§ **What you have to do**:
Only one number is expected here, namely how many lines of the entries below hold the string "object".

§ **Excerpted records**:
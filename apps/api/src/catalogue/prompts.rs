// All LLM prompt constants for the catalogue filter-extraction boundary.
// Each service that needs LLM calls defines its own prompts.rs alongside it.

/// System prompt for brief/query parsing — enforces JSON-only output with
/// the recognized filter keys.
pub const FILTER_EXTRACT_SYSTEM: &str = r#"You are an assistant that extracts structured search filters for a fashion model catalogue.

Given a client query, return ONLY a JSON object with these optional keys:
hair_color, eye_color, height_min, height_max, height_relative, division, bust, waist, hips, shoes.

Rules:
- If the text uses relative terms like "taller", "shorter", "petite", "above average", "below average",
  include "height_relative": "taller"/"shorter"/"petite".
- If no explicit height is mentioned but a relative term appears, leave numeric height blank.
- Map "mainboard" or "main" → division: "ima"
- Map "development" or "dev" → division: "dev"
- Map "commercial" → division: "mai"
- Map "editorial" → division: "mai"
- For hair colors: "brunette" = "brown", "golden" = "blonde", "jet" = "black"
- For eye colors: "aqua" = "blue", "hazel" = "green"

Examples:

Input: "taller blonde models with blue eyes from the development board"
Output:
{
  "hair_color": "blonde",
  "eye_color": "blue",
  "height_relative": "taller",
  "division": "dev"
}

Input: "shorter brunette models"
Output:
{
  "hair_color": "brown",
  "height_relative": "shorter"
}

Input: "mainboard models above average height"
Output:
{
  "height_relative": "taller",
  "division": "ima"
}

Input: "petite commercial faces with aqua eyes"
Output:
{
  "eye_color": "blue",
  "height_relative": "petite",
  "division": "mai"
}

Input: "models around 175cm with 34 inch bust"
Output:
{
  "height_min": 170,
  "height_max": 180,
  "bust": "34"
}

Input: "blonde blue-eyed model less than 165cm"
Output:
{
  "hair_color": "blonde",
  "eye_color": "blue",
  "height_max": 165
}

Return ONLY the JSON object, no additional text."#;

/// Builds the user prompt for a single brief or query.
pub fn build_filter_extract_prompt(text: &str) -> String {
    format!("Input: \"{text}\"\nOutput:")
}

#[cfg(test)]
mod tests {
    use super::*;

    #[test]
    fn test_user_prompt_embeds_the_query() {
        let prompt = build_filter_extract_prompt("petite blonde models");
        assert!(prompt.contains("petite blonde models"));
        assert!(prompt.ends_with("Output:"));
    }
}
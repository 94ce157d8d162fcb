//! FilterEngine — reduces the full record set to the subset matching a
//! FilterSpec.
//!
//! `apply` is a pure, deterministic, single-pass reduction: AND across all
//! present keys, OR within a multiselect key, stable input order preserved.
//! An empty spec returns the input unchanged. Contradictory numeric bounds
//! yield an empty result, never an error.

use crate::catalogue::division;
use crate::catalogue::height::{self, HeightRange, DEFAULT_HEIGHT_TOLERANCE_CM};
use crate::catalogue::matcher::{self, AttributeKind};
use crate::catalogue::record::ModelRecord;
use crate::catalogue::spec::FilterSpec;

#[derive(Debug, Clone, Copy)]
pub struct FilterEngine {
    tolerance_cm: i64,
}

impl Default for FilterEngine {
    fn default() -> Self {
        Self {
            tolerance_cm: DEFAULT_HEIGHT_TOLERANCE_CM,
        }
    }
}

impl FilterEngine {
    pub fn new(tolerance_cm: i64) -> Self {
        Self { tolerance_cm }
    }

    pub(crate) fn tolerance_cm(&self) -> i64 {
        self.tolerance_cm
    }

    /// Filters `records` down to those matching every present key in
    /// `spec`. The relative-height mean is computed over `records` on each
    /// call, so it stays correct if the dataset changes.
    pub fn apply<'a>(&self, records: &'a [ModelRecord], spec: &FilterSpec) -> Vec<&'a ModelRecord> {
        if spec.is_empty() {
            return records.iter().collect();
        }

        let height = height::resolve(spec, records, self.tolerance_cm);
        let division_codes = resolve_divisions(&spec.division);

        records
            .iter()
            .filter(|r| keep(r, spec, height.as_ref(), &division_codes))
            .collect()
    }
}

/// Resolves division terms to canonical codes. Terms that fail to resolve
/// are dropped; if none resolve, the division key imposes no constraint.
pub(crate) fn resolve_divisions(terms: &[String]) -> Vec<&'static str> {
    terms.iter().filter_map(|t| division::resolve(t)).collect()
}

fn keep(
    record: &ModelRecord,
    spec: &FilterSpec,
    height: Option<&HeightRange>,
    division_codes: &[&str],
) -> bool {
    if !spec.hair_color.is_empty()
        && !spec
            .hair_color
            .iter()
            .any(|t| matcher::matches(t, &record.hair_color, AttributeKind::Hair))
    {
        return false;
    }

    if !spec.eye_color.is_empty()
        && !spec
            .eye_color
            .iter()
            .any(|t| matcher::matches(t, &record.eye_color, AttributeKind::Eye))
    {
        return false;
    }

    if let Some(range) = height {
        if !range.contains(record.height_cm) {
            return false;
        }
    }

    if !division_codes.is_empty()
        && !division_codes
            .iter()
            .any(|code| record.division.contains(code))
    {
        return false;
    }

    for (desired, stored) in [
        (&spec.bust, &record.bust),
        (&spec.waist, &record.waist),
        (&spec.hips, &record.hips),
        (&spec.shoes, &record.shoes),
    ] {
        if let Some(desired) = desired {
            if !measurement_matches(desired, stored) {
                return false;
            }
        }
    }

    if let Some(needle) = spec.text_search.as_deref() {
        let needle = needle.trim().to_lowercase();
        if !needle.is_empty() && !text_matches(record, &needle) {
            return false;
        }
    }

    true
}

/// Measurement filters compare the first integer of the desired value
/// against the stored string's digits. An unparsable desired value degrades
/// to no constraint; an empty stored value fails to match.
pub(crate) fn measurement_matches(desired: &str, stored: &str) -> bool {
    match leading_int(desired) {
        Some(n) => stored.contains(&n.to_string()),
        None => true,
    }
}

/// First run of ASCII digits in a string, if any.
pub(crate) fn leading_int(s: &str) -> Option<i64> {
    let digits: String = s
        .chars()
        .skip_while(|c| !c.is_ascii_digit())
        .take_while(|c| c.is_ascii_digit())
        .collect();
    digits.parse().ok()
}

fn text_matches(record: &ModelRecord, needle: &str) -> bool {
    [
        &record.name,
        &record.model_id,
        &record.division,
        &record.hair_color,
        &record.eye_color,
        &record.profile_url,
    ]
    .iter()
    .any(|field| field.to_lowercase().contains(needle))
}
//! Ranking pass — orders a filtered subset by relevance to the spec.
//!
//! Used only by the pitch workflow; plain catalogue browsing keeps the
//! engine's stable order. Each present predicate contributes its full
//! weight on an exact match and half on a fuzzy one (synonym, substring,
//! within-tolerance, alias). Ties preserve the input order.

use serde::Serialize;

use crate::catalogue::engine::{leading_int, resolve_divisions, FilterEngine};
use crate::catalogue::height;
use crate::catalogue::matcher::{self, AttributeKind, MatchQuality};
use crate::catalogue::record::ModelRecord;
use crate::catalogue::spec::FilterSpec;

const HAIR_WEIGHT: f64 = 2.0;
const EYE_WEIGHT: f64 = 2.0;
const HEIGHT_WEIGHT: f64 = 1.5;
const DIVISION_WEIGHT: f64 = 1.0;
const MEASUREMENT_WEIGHT: f64 = 0.5;

/// Half credit for matches that hold only via synonym, substring,
/// tolerance band, or division alias containment.
const FUZZY_FACTOR: f64 = 0.5;

/// A record with its relevance score.
#[derive(Debug, Clone, Serialize)]
pub struct ScoredRecord<'a> {
    pub record: &'a ModelRecord,
    pub score: f64,
}

impl FilterEngine {
    /// Scores and sorts a filtered subset. `records` supplies the live
    /// dataset for the relative-height mean, exactly as in `apply`.
    pub fn rank<'a>(
        &self,
        subset: Vec<&'a ModelRecord>,
        spec: &FilterSpec,
        records: &[ModelRecord],
    ) -> Vec<ScoredRecord<'a>> {
        let strict_height = height::resolve(spec, records, 0);
        let wide_height = height::resolve(spec, records, self.tolerance_cm());
        let division_codes = resolve_divisions(&spec.division);

        let mut scored: Vec<ScoredRecord<'a>> = subset
            .into_iter()
            .map(|record| ScoredRecord {
                score: score(record, spec, strict_height, wide_height, &division_codes),
                record,
            })
            .collect();

        // Vec::sort_by is stable, so ties keep the input order.
        scored.sort_by(|a, b| {
            b.score
                .partial_cmp(&a.score)
                .unwrap_or(std::cmp::Ordering::Equal)
        });
        scored
    }
}

fn score(
    record: &ModelRecord,
    spec: &FilterSpec,
    strict_height: Option<height::HeightRange>,
    wide_height: Option<height::HeightRange>,
    division_codes: &[&str],
) -> f64 {
    let mut total = 0.0;

    if !spec.hair_color.is_empty() {
        total += attribute_points(&spec.hair_color, &record.hair_color, AttributeKind::Hair)
            * HAIR_WEIGHT;
    }

    if !spec.eye_color.is_empty() {
        total +=
            attribute_points(&spec.eye_color, &record.eye_color, AttributeKind::Eye) * EYE_WEIGHT;
    }

    if let Some(wide) = wide_height {
        if strict_height.is_some_and(|r| r.contains(record.height_cm)) {
            total += HEIGHT_WEIGHT;
        } else if wide.contains(record.height_cm) {
            total += HEIGHT_WEIGHT * FUZZY_FACTOR;
        }
    }

    if !division_codes.is_empty() {
        if division_codes.iter().any(|code| record.division == *code) {
            total += DIVISION_WEIGHT;
        } else if division_codes
            .iter()
            .any(|code| record.division.contains(code))
        {
            total += DIVISION_WEIGHT * FUZZY_FACTOR;
        }
    }

    for (desired, stored) in [
        (&spec.bust, &record.bust),
        (&spec.waist, &record.waist),
        (&spec.hips, &record.hips),
        (&spec.shoes, &record.shoes),
    ] {
        if let Some(desired) = desired {
            total += measurement_points(desired, stored) * MEASUREMENT_WEIGHT;
        }
    }

    total
}

/// Best quality across the multiselect's acceptable values: exact earns
/// full credit, synonym/substring half.
fn attribute_points(targets: &[String], stored: &str, kind: AttributeKind) -> f64 {
    let mut best = 0.0_f64;
    for target in targets {
        match matcher::match_quality(target, stored, kind) {
            MatchQuality::Exact => best = best.max(1.0),
            MatchQuality::Partial | MatchQuality::Synonym => best = best.max(FUZZY_FACTOR),
            MatchQuality::None => {}
        }
    }
    best
}

fn measurement_points(desired: &str, stored: &str) -> f64 {
    let Some(n) = leading_int(desired) else {
        return 0.0;
    };
    if leading_int(stored) == Some(n) {
        1.0
    } else if stored.contains(&n.to_string()) {
        FUZZY_FACTOR
    } else {
        0.0
    }
}
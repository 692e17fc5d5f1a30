//! Test Utilities
//!
//! Helpers for picking apart captured terminal output.

#![allow(dead_code)]

use blockclock::Color;
use regex::Regex;

/// One block draw as it appears in the output stream
#[derive(Debug, Clone, Copy, PartialEq, Eq)]
pub struct BlockRecord {
    pub row: u32,
    pub col: u32,
    pub color: Color,
}

impl BlockRecord {
    /// The exact bytes a block renderer emits for this record
    pub fn render(&self) -> String {
        format!(
            "\x1b[{};{}H{}■\x1b[0m",
            self.row,
            self.col,
            self.color.escape_code()
        )
    }
}

fn block_record_regex() -> Regex {
    Regex::new(r"\x1b\[(\d+);(\d+)H\x1b\[(3[1-4])m■\x1b\[0m").unwrap()
}

fn color_from_code(code: &str) -> Color {
    match code {
        "31" => Color::Red,
        "32" => Color::Green,
        "34" => Color::Blue,
        "33" => Color::Yellow,
        other => panic!("unexpected color code {}", other),
    }
}

/// Parse a stream that must consist of nothing but whole block records.
///
/// Returns `None` if any byte falls outside a complete record, i.e. two
/// draws were interleaved.
pub fn parse_block_stream(stream: &str) -> Option<Vec<BlockRecord>> {
    let re = block_record_regex();
    let mut records = Vec::new();
    let mut pos = 0;

    for caps in re.captures_iter(stream) {
        let whole = caps.get(0).unwrap();
        if whole.start() != pos {
            return None;
        }
        pos = whole.end();
        records.push(BlockRecord {
            row: caps[1].parse().unwrap(),
            col: caps[2].parse().unwrap(),
            color: color_from_code(&caps[3]),
        });
    }

    (pos == stream.len()).then_some(records)
}

/// Every `HH:MM:SS` clock value drawn at the start of `row`
pub fn clock_updates(stream: &str, row: u32) -> Vec<String> {
    let re = Regex::new(&format!(r"\x1b\[{};1H(\d{{2,}}:\d{{2}}:\d{{2}})", row)).unwrap();
    re.captures_iter(stream).map(|c| c[1].to_string()).collect()
}

/// Split a stream into the individual writes the driver can emit.
///
/// Returns `None` if the stream contains anything else.
pub fn tokenize(stream: &str) -> Option<Vec<String>> {
    let re = Regex::new(
        r"\x1b\[2J|\x1b\[\d+;\d+H|\x1b\[3[1-4]m|\x1b\[0m|\x1b\[\?25h|■|\d{2,}:\d{2}:\d{2}|\r\n",
    )
    .unwrap();
    let mut tokens = Vec::new();
    let mut pos = 0;

    for m in re.find_iter(stream) {
        if m.start() != pos {
            return None;
        }
        pos = m.end();
        tokens.push(m.as_str().to_string());
    }

    (pos == stream.len()).then_some(tokens)
}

§ **Task answer**:
2